[Data excerpts — start]

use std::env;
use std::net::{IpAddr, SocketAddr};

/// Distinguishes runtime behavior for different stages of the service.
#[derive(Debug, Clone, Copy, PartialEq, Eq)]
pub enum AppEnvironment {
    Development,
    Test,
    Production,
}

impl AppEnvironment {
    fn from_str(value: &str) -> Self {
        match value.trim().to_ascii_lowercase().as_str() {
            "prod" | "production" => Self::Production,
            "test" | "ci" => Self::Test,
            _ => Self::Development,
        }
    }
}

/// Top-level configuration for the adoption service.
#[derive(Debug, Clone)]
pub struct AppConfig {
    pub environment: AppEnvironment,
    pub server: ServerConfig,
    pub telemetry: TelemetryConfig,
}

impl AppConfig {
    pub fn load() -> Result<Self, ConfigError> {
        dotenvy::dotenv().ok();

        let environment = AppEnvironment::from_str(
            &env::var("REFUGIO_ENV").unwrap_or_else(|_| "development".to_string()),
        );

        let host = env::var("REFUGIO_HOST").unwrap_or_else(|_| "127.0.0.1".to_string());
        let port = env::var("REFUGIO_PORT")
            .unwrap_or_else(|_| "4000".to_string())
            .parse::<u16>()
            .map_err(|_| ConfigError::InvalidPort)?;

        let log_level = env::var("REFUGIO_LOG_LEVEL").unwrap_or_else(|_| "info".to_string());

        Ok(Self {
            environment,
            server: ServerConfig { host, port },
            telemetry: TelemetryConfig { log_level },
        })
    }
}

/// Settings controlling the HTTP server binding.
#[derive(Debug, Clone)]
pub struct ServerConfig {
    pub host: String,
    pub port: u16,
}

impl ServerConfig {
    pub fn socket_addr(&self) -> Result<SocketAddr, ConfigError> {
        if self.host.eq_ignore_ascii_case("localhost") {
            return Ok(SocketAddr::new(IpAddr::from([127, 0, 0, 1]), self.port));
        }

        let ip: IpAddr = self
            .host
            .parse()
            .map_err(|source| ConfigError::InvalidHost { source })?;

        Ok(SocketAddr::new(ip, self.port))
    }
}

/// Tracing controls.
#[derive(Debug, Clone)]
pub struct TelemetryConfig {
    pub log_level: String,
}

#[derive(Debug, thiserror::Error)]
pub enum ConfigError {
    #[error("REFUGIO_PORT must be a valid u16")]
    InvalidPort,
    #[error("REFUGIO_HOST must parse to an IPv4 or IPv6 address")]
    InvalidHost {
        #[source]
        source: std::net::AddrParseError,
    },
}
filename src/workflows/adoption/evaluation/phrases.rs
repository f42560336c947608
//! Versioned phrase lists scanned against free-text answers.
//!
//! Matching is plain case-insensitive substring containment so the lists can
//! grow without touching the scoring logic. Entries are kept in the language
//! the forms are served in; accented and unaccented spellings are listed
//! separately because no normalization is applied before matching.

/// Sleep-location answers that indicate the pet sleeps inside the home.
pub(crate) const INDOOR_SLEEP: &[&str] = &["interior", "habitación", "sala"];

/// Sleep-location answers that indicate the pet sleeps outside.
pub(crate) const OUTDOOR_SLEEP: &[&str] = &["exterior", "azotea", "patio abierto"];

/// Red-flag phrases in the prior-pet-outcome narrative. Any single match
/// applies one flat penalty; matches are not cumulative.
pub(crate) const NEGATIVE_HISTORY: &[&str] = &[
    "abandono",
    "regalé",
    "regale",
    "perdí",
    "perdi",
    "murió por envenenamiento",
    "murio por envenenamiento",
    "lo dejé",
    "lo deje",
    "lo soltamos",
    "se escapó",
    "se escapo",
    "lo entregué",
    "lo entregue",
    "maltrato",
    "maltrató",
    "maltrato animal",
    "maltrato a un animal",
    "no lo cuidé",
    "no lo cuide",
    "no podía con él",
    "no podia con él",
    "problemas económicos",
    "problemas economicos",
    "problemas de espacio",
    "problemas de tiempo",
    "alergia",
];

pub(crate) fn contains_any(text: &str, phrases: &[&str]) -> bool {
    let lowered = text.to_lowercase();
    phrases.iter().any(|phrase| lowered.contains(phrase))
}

[Data excerpts — finish]
[Data excerpts — start]

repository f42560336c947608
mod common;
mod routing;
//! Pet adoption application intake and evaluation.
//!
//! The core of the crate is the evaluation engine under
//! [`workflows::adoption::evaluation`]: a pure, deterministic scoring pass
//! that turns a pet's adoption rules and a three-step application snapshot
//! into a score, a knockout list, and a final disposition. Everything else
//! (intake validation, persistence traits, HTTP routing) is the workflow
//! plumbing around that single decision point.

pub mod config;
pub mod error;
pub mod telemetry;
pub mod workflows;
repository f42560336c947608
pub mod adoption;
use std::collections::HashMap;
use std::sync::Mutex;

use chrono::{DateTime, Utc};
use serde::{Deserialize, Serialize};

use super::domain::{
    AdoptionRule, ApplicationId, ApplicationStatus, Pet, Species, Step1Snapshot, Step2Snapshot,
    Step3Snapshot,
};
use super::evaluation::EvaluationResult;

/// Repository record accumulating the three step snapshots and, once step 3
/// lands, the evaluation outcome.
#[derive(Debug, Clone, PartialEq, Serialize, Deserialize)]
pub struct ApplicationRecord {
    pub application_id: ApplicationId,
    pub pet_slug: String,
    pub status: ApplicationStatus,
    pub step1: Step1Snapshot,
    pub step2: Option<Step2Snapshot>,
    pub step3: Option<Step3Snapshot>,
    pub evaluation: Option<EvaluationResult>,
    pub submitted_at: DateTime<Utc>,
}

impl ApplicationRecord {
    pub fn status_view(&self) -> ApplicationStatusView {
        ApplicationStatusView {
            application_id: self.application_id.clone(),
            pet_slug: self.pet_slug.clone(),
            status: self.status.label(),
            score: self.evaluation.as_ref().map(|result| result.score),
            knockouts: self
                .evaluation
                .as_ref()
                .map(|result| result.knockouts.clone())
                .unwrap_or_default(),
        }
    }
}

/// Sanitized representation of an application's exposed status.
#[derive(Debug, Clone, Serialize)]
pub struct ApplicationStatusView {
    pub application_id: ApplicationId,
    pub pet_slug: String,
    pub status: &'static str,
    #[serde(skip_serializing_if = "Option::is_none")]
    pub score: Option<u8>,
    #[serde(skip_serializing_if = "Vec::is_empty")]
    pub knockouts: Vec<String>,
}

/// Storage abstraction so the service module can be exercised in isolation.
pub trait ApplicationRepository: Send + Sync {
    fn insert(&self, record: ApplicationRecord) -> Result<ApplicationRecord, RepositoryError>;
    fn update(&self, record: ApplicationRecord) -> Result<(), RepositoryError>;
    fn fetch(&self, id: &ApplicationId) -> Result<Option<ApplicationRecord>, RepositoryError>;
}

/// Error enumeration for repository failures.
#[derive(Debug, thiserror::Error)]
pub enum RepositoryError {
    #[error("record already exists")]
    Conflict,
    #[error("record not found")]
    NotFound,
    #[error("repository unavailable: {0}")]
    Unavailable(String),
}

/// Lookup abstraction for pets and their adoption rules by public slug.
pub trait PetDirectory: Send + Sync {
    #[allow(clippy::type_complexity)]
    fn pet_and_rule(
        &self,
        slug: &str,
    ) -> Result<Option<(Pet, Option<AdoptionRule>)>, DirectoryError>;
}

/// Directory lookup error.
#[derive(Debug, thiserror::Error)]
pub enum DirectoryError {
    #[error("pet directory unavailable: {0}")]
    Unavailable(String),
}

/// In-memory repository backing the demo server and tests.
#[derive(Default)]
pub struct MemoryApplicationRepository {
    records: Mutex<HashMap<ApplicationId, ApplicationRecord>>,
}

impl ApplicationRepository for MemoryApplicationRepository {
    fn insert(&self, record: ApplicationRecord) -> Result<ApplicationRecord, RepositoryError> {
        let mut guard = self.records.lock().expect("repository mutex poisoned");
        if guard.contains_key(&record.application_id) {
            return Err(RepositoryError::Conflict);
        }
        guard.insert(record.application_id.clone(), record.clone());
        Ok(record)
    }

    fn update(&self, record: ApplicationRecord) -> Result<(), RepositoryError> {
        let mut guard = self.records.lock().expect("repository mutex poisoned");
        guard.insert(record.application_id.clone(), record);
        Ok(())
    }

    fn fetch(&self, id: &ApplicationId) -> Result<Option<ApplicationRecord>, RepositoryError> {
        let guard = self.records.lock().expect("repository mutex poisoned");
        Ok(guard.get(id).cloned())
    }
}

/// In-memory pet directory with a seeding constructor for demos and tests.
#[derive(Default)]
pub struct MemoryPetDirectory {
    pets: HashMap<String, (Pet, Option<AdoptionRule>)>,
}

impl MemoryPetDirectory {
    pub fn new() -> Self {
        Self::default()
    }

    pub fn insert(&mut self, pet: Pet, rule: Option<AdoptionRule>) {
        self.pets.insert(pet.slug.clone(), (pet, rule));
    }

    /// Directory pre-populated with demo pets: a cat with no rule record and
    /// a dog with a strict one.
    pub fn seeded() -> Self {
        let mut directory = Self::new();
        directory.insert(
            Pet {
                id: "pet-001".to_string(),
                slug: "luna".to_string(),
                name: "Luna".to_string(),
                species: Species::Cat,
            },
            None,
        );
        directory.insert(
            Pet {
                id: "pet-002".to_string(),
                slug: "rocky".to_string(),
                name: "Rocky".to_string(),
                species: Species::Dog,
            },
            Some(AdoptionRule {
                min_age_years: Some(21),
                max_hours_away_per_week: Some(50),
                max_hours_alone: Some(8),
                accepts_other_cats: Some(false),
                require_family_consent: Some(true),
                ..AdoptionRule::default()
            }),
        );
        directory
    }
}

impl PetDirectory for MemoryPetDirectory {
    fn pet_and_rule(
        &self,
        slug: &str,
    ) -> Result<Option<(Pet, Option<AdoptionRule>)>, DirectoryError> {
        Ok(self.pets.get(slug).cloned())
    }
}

[Data excerpts — finish]

## Task instructions
Search the entries for the word "value" and pick out every line that holds it.

## Response to the exercise
    fn from_str(value: &str) -> Self {
        match value.trim().to_ascii_lowercase().as_str() {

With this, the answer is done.